Students were given a copy of the keys to the instructors apartment in San Francisco. They were told that when he returned form Boston four days after the show that he would be locked out of his apartment. Special thanks to Chris Woodcock for taking pictures of the experience. Below is the instructors first hand experience of what happened when he got back to San Francisco:


March 9, 2007:

I had no plan when I got off the plane in San Francisco. I was not relishing the opportunity to be locked out. I was annoyed and mad at myself for making art work like this. I just wanted to go home and hide. My intentions: To create a work of performance art that was not only in the moment, but transcended the moment as well. This could be accomplished by insisting that the audience at the performance event was not witnessing my performance. The true action and intended purpose of my performance was going to happen in the future and the audience would not be able to witness it. They only knew that there was something occurring outside of there field of perception that they are directly connected to. The connection was represented by the gesture of me giving my keys to each of the audience members. By giving my keys to stranger I set up the opportunity for someone to invade the life of myself and my roommates. Though I can not control the way in which someone interacts with my piece my intention was not to provide the opportunity for someone to do this. My intention was to be locked out of my apartment. Getting off the plane I took the subway to my apartment. All the while worrying that someone will abuse or misunderstand my gesture and decide to enter my private world. I attached to all the things in room and decided which I could live without and which would be devastating to lose. Which I could afford to replace and which were irreplaceable. I did not want to be locked out. I began to figure out the path of least resistance. I planned what I would say to my roommates when I called and said I was locked out. How I would get in contact with them. More than anything else, I was exhausted.

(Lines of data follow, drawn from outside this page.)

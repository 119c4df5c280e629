//! Thai administrative gazetteer rows and the address value exchanged
//! with host forms.
//!
//! The row types mirror the upstream gazetteer JSON assets, so the serde
//! shapes accept the original field spellings (`amphure_id` for a
//! subdistrict's district reference, numeric or string `zip_code`).

use serde::{Deserialize, Serialize};

/// Top-level administrative region (จังหวัด).
#[derive(Debug, Clone, PartialEq, Eq, Serialize, Deserialize)]
pub struct Province {
    pub id: i64,
    pub name_th: String,
    #[serde(default)]
    pub name_en: String,
}

/// Second-level region (อำเภอ/เขต). `province_id` references [`Province::id`].
#[derive(Debug, Clone, PartialEq, Eq, Serialize, Deserialize)]
pub struct District {
    pub id: i64,
    pub name_th: String,
    #[serde(default)]
    pub name_en: String,
    pub province_id: i64,
}

/// Leaf region (ตำบล/แขวง). `district_id` references [`District::id`] and
/// carries the postal code for the whole subdistrict.
#[derive(Debug, Clone, PartialEq, Eq, Serialize, Deserialize)]
pub struct Subdistrict {
    pub id: i64,
    pub name_th: String,
    #[serde(default)]
    pub name_en: String,
    #[serde(alias = "amphure_id")]
    pub district_id: i64,
    #[serde(deserialize_with = "zip_string")]
    pub zip_code: String,
}

/// The address shape exchanged with a host form.
///
/// Serialized camelCase (`provinceId`, ...) to round-trip the wire shape
/// the original member records were stored with. A fully selected address
/// has all three ids plus the derived `zipCode`; hosts treat anything
/// less as "no valid value yet".
#[derive(Debug, Clone, Default, PartialEq, Eq, Serialize, Deserialize)]
#[serde(rename_all = "camelCase")]
pub struct AddressValue {
    pub province_id: Option<i64>,
    pub district_id: Option<i64>,
    pub subdistrict_id: Option<i64>,
    pub zip_code: Option<String>,
}

impl AddressValue {
    /// True when all three hierarchy levels carry an id.
    pub fn is_complete(&self) -> bool {
        self.province_id.is_some() && self.district_id.is_some() && self.subdistrict_id.is_some()
    }
}

/// Read access to the three loaded gazetteer tables.
///
/// Implemented by the gazetteer registry; consumers that only need to
/// resolve names (roster rendering, search) depend on this trait rather
/// than the loader.
pub trait AddressTables {
    fn provinces(&self) -> &[Province];
    fn districts(&self) -> &[District];
    fn subdistricts(&self) -> &[Subdistrict];

    fn province_name(&self, id: i64) -> Option<&str> {
        self.provinces()
            .iter()
            .find(|p| p.id == id)
            .map(|p| p.name_th.as_str())
    }

    fn district_name(&self, id: i64) -> Option<&str> {
        self.districts()
            .iter()
            .find(|d| d.id == id)
            .map(|d| d.name_th.as_str())
    }

    fn subdistrict_name(&self, id: i64) -> Option<&str> {
        self.subdistricts()
            .iter()
            .find(|s| s.id == id)
            .map(|s| s.name_th.as_str())
    }
}

/// Accept `zip_code` as either a JSON string or a bare number.
fn zip_string<'de, D>(deserializer: D) -> Result<String, D::Error>
where
    D: serde::Deserializer<'de>,
{
    struct ZipVisitor;

    impl serde::de::Visitor<'_> for ZipVisitor {
        type Value = String;

        fn expecting(&self, formatter: &mut std::fmt::Formatter) -> std::fmt::Result {
            formatter.write_str("a postal code as a string or number")
        }

        fn visit_str<E: serde::de::Error>(self, v: &str) -> Result<String, E> {
            Ok(v.to_owned())
        }

        fn visit_u64<E: serde::de::Error>(self, v: u64) -> Result<String, E> {
            Ok(v.to_string())
        }

        fn visit_i64<E: serde::de::Error>(self, v: i64) -> Result<String, E> {
            Ok(v.to_string())
        }
    }

    deserializer.deserialize_any(ZipVisitor)
}

#[cfg(test)]
mod tests {
    use super::{AddressValue, Subdistrict};

    #[test]
    fn subdistrict_accepts_upstream_field_spellings() {
        let row: Subdistrict = serde_json::from_str(
            r#"{"id":100101,"name_th":"พระบรมมหาราชวัง","name_en":"Phra Borom Maha Ratchawang","amphure_id":1001,"zip_code":10200}"#,
        )
        .expect("deserialize subdistrict");
        assert_eq!(row.district_id, 1001);
        assert_eq!(row.zip_code, "10200");
    }

    #[test]
    fn address_value_round_trips_camel_case() {
        let value = AddressValue {
            province_id: Some(1),
            district_id: Some(1001),
            subdistrict_id: Some(100101),
            zip_code: Some("10200".to_string()),
        };
        let json = serde_json::to_string(&value).expect("serialize");
        assert!(json.contains("\"provinceId\":1"));
        assert!(json.contains("\"zipCode\":\"10200\""));
        let round: AddressValue = serde_json::from_str(&json).expect("deserialize");
        assert_eq!(round, value);
    }
}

Arriving at the gate to my apartment building I began to call one of my roommates who was at work. Before I could dial any numbers one of the people that lives in my building came downstairs. She let me in the gate. I told her that I was locked out and I needed to go down her back stairwell to see if I could get into my apartment. She let me into the building. I went down the back stair well and was happy to find a safe place to put my bags while I figured out what to do. I decided to see if I could break into my apartment. I climbed up a wall and piled up some cinder blocks and was able to reach one of the windows to my room. I managed to pop the window open and climbed in. I was locked out for about twenty minutes. This is not the first time that I have done things like this as a locksmith. I have climbed up pipes, jumped down porches, squeezed under garage doors…what ever it took to get in a person in. This is not as noble as it seems. If I don’t get the customer in I don’t get paid. Climbing through my window on March 14th I felt like I was entering a strangers room. I had never experienced my room from this vantage point. Despite my worry and the desire that I felt on the plane to be in my room, when I finally was there I didn’t associate with a single thing in there. None of it seemed like mine. None of it seemed important. It was not my room. The only emotion that was distinct was a sense of relief that the piece was over and that it wasn’t too annoying of an experience. I had to work the next morning. I had people and obligations that I was expected to take care off. These are my baggage. These are the things that I attach to and from which I develop my notion of myself. These are my keys. In the end it was the obligations that I couldn’t handle living without and the thought of letting those obligations down was devastating to me. However, the material things in the room meant very little to me. Those are heavy and bulky keys for me. Truthfully, more than anything else I learned that my apartment is terribly insecure. And judging by my reaction, so am I. Full lesson plan below:


The Locksmithing Institute of Contaminate
Lesson #7: Willful Disappearance

In lesson #7 the students of The Locksmithing Institute of Contaminate will be instructed in the ancient locksmithing technique of disappearance.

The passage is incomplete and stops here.